8 or 9 under slot reds
2 trout
1 "canal permit" ( jack)
1 29" overslot red
it's hard to get good pics by yourself but heres a few clips for your veiwing pleasure  








[/img]








[/img]








[/img]








[/img]








[/img]


----------



## paint it black (Nov 3, 2007)

Nice.
Looks like a great day.


----------



## TomFL (Oct 2, 2007)

Where I come from, that # of reds would be an incredible day.

-T


----------



## mark_gardner (Mar 18, 2009)

thanks guys, i have actually had better days out there but this was one of the better days as of lately


----------



## tom_in_orl (Dec 9, 2006)

Very nice. Thanks for sharing.


----------



## iMacattack (Dec 11, 2006)

Red Wang... LOL 

Thanks for sharing!

Cheers


----------



## mark_gardner (Mar 18, 2009)

> Red Wang... LOL
> 
> Thanks for sharing!
> 
> Cheers


notice how i'm plugging the forum with the micro sticker  posted the same pics on the fs forum too


----------



## PVredfisher (Jan 11, 2007)

Nice bunch of reds. Did you launch out of palm valley?


----------



## mark_gardner (Mar 18, 2009)

> Nice bunch of reds. Did you launch out of palm valley?

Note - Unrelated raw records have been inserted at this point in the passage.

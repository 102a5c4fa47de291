//! Compact IR instruction grammar
//!
//! The closed catalog of instruction forms. Each opcode carries a fixed
//! operand signature; this table is the single source of truth for operand
//! shapes and no other module re-encodes them.

/// Lexical class of a single operand token.
#[derive(Debug, Clone, Copy, PartialEq, Eq)]
pub enum OperandKind {
    /// Non-negative decimal literal: a non-empty run of ASCII digits and
    /// `.` (so `1.5`, `10`, and the degenerate `1..2` all lex)
    Decimal,
    /// Decimal literal with an optional leading `-`
    SignedDecimal,
    /// 0-based index of a previously created node: ASCII digits only
    NodeRef,
}

impl OperandKind {
    /// Test whether a token lexes as this operand kind.
    #[must_use]
    pub fn matches(self, token: &str) -> bool {
        match self {
            Self::Decimal => is_decimal(token),
            Self::SignedDecimal => is_decimal(token.strip_prefix('-').unwrap_or(token)),
            Self::NodeRef => !token.is_empty() && token.bytes().all(|b| b.is_ascii_digit()),
        }
    }
}

fn is_decimal(token: &str) -> bool {
    !token.is_empty() && token.bytes().all(|b| b.is_ascii_digit() || b == b'.')
}

/// Compact IR instruction opcode.
///
/// Every instruction — primitive, transform, or boolean — defines exactly
/// one new node, even when it also consumes prior nodes.
#[derive(Debug, Clone, Copy, PartialEq, Eq, Hash)]
pub enum Opcode {
    /// `C w h d` — cube/box primitive
    Cube,
    /// `Y r h` — cylinder primitive
    Cylinder,
    /// `S r` — sphere primitive
    Sphere,
    /// `K r1 r2 h` — cone primitive
    Cone,
    /// `T n dx dy dz` — translate node `n`
    Translate,
    /// `R n ax ay az` — rotate node `n`
    Rotate,
    /// `SC n sx sy sz` — scale node `n`
    Scale,
    /// `U a b` — union of nodes `a` and `b`
    Union,
    /// `D a b` — difference of nodes `a` and `b`
    Difference,
    /// `I a b` — intersection of nodes `a` and `b`
    Intersection,
}

impl Opcode {
    /// All opcodes, in catalog order.
    pub const ALL: [Self; 10] = [
        Self::Cube,
        Self::Cylinder,
        Self::Sphere,
        Self::Cone,
        Self::Translate,
        Self::Rotate,
        Self::Scale,
        Self::Union,
        Self::Difference,
        Self::Intersection,
    ];

    /// Parse an instruction mnemonic. Case-sensitive.
    #[must_use]
    pub fn parse(token: &str) -> Option<Self> {
        match token {
            "C" => Some(Self::Cube),
            "Y" => Some(Self::Cylinder),
            "S" => Some(Self::Sphere),
            "K" => Some(Self::Cone),
            "T" => Some(Self::Translate),
            "R" => Some(Self::Rotate),
            "SC" => Some(Self::Scale),
            "U" => Some(Self::Union),
            "D" => Some(Self::Difference),
            "I" => Some(Self::Intersection),
            _ => None,
        }
    }

    /// Instruction mnemonic as written in IR text.
    #[must_use]
    pub const fn mnemonic(self) -> &'static str {
        match self {
            Self::Cube => "C",
            Self::Cylinder => "Y",
            Self::Sphere => "S",
            Self::Cone => "K",
            Self::Translate => "T",
            Self::Rotate => "R",
            Self::Scale => "SC",
            Self::Union => "U",
            Self::Difference => "D",
            Self::Intersection => "I",
        }
    }

    /// Expected operand kinds, in order.
    #[must_use]
    pub const fn signature(self) -> &'static [OperandKind] {
        use OperandKind::{Decimal, NodeRef, SignedDecimal};
        match self {
            Self::Cube | Self::Cone => &[Decimal, Decimal, Decimal],
            Self::Cylinder => &[Decimal, Decimal],
            Self::Sphere => &[Decimal],
            Self::Translate | Self::Rotate => {
                &[NodeRef, SignedDecimal, SignedDecimal, SignedDecimal]
            }
            Self::Scale => &[NodeRef, Decimal, Decimal, Decimal],
            Self::Union | Self::Difference | Self::Intersection => &[NodeRef, NodeRef],
        }
    }

    /// Number of leading operands that reference prior nodes.
    #[must_use]
    pub const fn node_ref_count(self) -> usize {
        match self {
            Self::Translate | Self::Rotate | Self::Scale => 1,
            Self::Union | Self::Difference | Self::Intersection => 2,
            Self::Cube | Self::Cylinder | Self::Sphere | Self::Cone => 0,
        }
    }

    /// Test whether a sequence of operand tokens conforms to this opcode's
    /// signature: exact count, per-token kind match, no trailing garbage.
    #[must_use]
    pub fn matches_operands(self, operands: &[&str]) -> bool {
        let sig = self.signature();
        operands.len() == sig.len()
            && sig
                .iter()
                .zip(operands)
                .all(|(kind, token)| kind.matches(token))
    }
}

/// Recognize a tokenized line against the grammar.
///
/// Total predicate over the whole line: the first token must be a known
/// mnemonic and the remaining tokens must satisfy its signature exactly.
#[must_use]
pub fn recognize(tokens: &[&str]) -> Option<Opcode> {
    let (op, operands) = tokens.split_first()?;
    let opcode = Opcode::parse(op)?;
    opcode.matches_operands(operands).then_some(opcode)
}

#[cfg(test)]
mod tests {
    use super::*;

    #[test]
    fn test_parse_all_mnemonics() {
        for op in Opcode::ALL {
            assert_eq!(Opcode::parse(op.mnemonic()), Some(op));
        }
    }

    #[test]
    fn test_parse_unknown() {
        assert_eq!(Opcode::parse("X"), None);
        assert_eq!(Opcode::parse("c"), None); // case-sensitive
        assert_eq!(Opcode::parse("sc"), None);
        assert_eq!(Opcode::parse(""), None);
    }

    #[test]
    fn test_signature_arity() {
        assert_eq!(Opcode::Cube.signature().len(), 3);
        assert_eq!(Opcode::Cylinder.signature().len(), 2);
        assert_eq!(Opcode::Sphere.signature().len(), 1);
        assert_eq!(Opcode::Cone.signature().len(), 3);
        assert_eq!(Opcode::Translate.signature().len(), 4);
        assert_eq!(Opcode::Rotate.signature().len(), 4);
        assert_eq!(Opcode::Scale.signature().len(), 4);
        assert_eq!(Opcode::Union.signature().len(), 2);
        assert_eq!(Opcode::Difference.signature().len(), 2);
        assert_eq!(Opcode::Intersection.signature().len(), 2);
    }

    #[test]
    fn test_decimal_lexing() {
        assert!(OperandKind::Decimal.matches("1"));
        assert!(OperandKind::Decimal.matches("1.5"));
        assert!(OperandKind::Decimal.matches("0.001"));
        assert!(OperandKind::Decimal.matches("10."));
        assert!(OperandKind::Decimal.matches(".5"));
        // Degenerate dot runs lex as decimals
        assert!(OperandKind::Decimal.matches("1..2"));
        assert!(OperandKind::Decimal.matches("."));

        assert!(!OperandKind::Decimal.matches(""));
        assert!(!OperandKind::Decimal.matches("-1.5"));
        assert!(!OperandKind::Decimal.matches("1.5e3"));
        assert!(!OperandKind::Decimal.matches("abc"));
    }

    #[test]
    fn test_signed_decimal_lexing() {
        assert!(OperandKind::SignedDecimal.matches("1.5"));
        assert!(OperandKind::SignedDecimal.matches("-1.5"));
        assert!(OperandKind::SignedDecimal.matches("-0"));

        assert!(!OperandKind::SignedDecimal.matches("-"));
        assert!(!OperandKind::SignedDecimal.matches("--1"));
        assert!(!OperandKind::SignedDecimal.matches("+1"));
        assert!(!OperandKind::SignedDecimal.matches(""));
    }

    #[test]
    fn test_node_ref_lexing() {
        assert!(OperandKind::NodeRef.matches("0"));
        assert!(OperandKind::NodeRef.matches("42"));
        assert!(OperandKind::NodeRef.matches("007"));

        assert!(!OperandKind::NodeRef.matches("1.0"));
        assert!(!OperandKind::NodeRef.matches("-1"));
        assert!(!OperandKind::NodeRef.matches(""));
    }

    #[test]
    fn test_recognize_primitives() {
        assert_eq!(recognize(&["C", "1.0", "2.0", "3.0"]), Some(Opcode::Cube));
        assert_eq!(recognize(&["Y", "0.5", "2"]), Some(Opcode::Cylinder));
        assert_eq!(recognize(&["S", "1"]), Some(Opcode::Sphere));
        assert_eq!(recognize(&["K", "1", "0", "2"]), Some(Opcode::Cone));
    }

    #[test]
    fn test_recognize_transforms() {
        assert_eq!(
            recognize(&["T", "0", "-1.5", "0", "2.5"]),
            Some(Opcode::Translate)
        );
        assert_eq!(recognize(&["R", "1", "90", "0", "0"]), Some(Opcode::Rotate));
        assert_eq!(recognize(&["SC", "0", "2", "2", "2"]), Some(Opcode::Scale));
    }

    #[test]
    fn test_recognize_booleans() {
        assert_eq!(recognize(&["U", "0", "1"]), Some(Opcode::Union));
        assert_eq!(recognize(&["D", "0", "1"]), Some(Opcode::Difference));
        assert_eq!(recognize(&["I", "0", "1"]), Some(Opcode::Intersection));
    }

    #[test]
    fn test_recognize_wrong_arity() {
        assert_eq!(recognize(&["C", "1", "2"]), None); // missing operand
        assert_eq!(recognize(&["C", "1", "2", "3", "4"]), None); // trailing garbage
        assert_eq!(recognize(&["S"]), None);
        assert_eq!(recognize(&["U", "0"]), None);
    }

    #[test]
    fn test_recognize_wrong_kind() {
        // Node refs must be plain integers
        assert_eq!(recognize(&["U", "0.5", "1"]), None);
        assert_eq!(recognize(&["T", "-1", "0", "0", "0"]), None);
        // Primitive dimensions cannot be negative
        assert_eq!(recognize(&["C", "-1", "2", "3"]), None);
        // Transform deltas may be negative
        assert!(recognize(&["T", "0", "-1", "-2", "-3"]).is_some());
    }

    #[test]
    fn test_recognize_empty_and_unknown() {
        assert_eq!(recognize(&[]), None);
        assert_eq!(recognize(&["X", "1", "2", "3"]), None);
    }

    #[test]
    fn test_node_ref_count() {
        assert_eq!(Opcode::Cube.node_ref_count(), 0);
        assert_eq!(Opcode::Translate.node_ref_count(), 1);
        assert_eq!(Opcode::Union.node_ref_count(), 2);
    }
}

 thanks dude  yep, right outta 210 as usual then head south


----------



## deerfly (Mar 10, 2007)

heck yeah, looks like a great day to me.  All me and the boy ended up doing today was go for a boat ride.


----------



## HaMm3r (Dec 11, 2006)

Wow! Those are some great numbers. [smiley=1-beer.gif] Seems like the best days alway happen when I'm alone too...


----------



## Canoeman (Jul 23, 2008)

Nice dark color on a couple of those. I had a good day also down on the St Aug/Palm Valley flats, and caught a couple of those dark copper ones.


----------



## kershelbarfield (Aug 17, 2009)

In stuart your lucky if you catch 1-2 reds that are just slot. Very impressive


----------



## mark_gardner (Mar 18, 2009)

> In stuart your lucky if you catch 1-2 reds that are just slot. Very impressive


dont feel bad dude, up here thats kind of the way the snook are, few and far between


----------



## PVredfisher (Jan 11, 2007)

[/quote]
thanks dude  yep, right outta 210 as usual then head south 
[/quote]
Good deal. Heard the bite has been on down there, and that confirms it. Hope to fish the flood in that area this week, if i am lucky.


----------



## mark_gardner (Mar 18, 2009)

thanks dude  yep, right outta 210 as usual then head south 
[/quote]
Good deal. Heard the bite has been on down there, and that confirms it. Hope to fish the flood in that area this week, if i am lucky. [/quote]

have fun and good luck but save a few for me ok? might head back later in the week myself


----------



## skinny_water (Jun 11, 2008)

Getting my pumped for the rally! Great report and Fish!


----------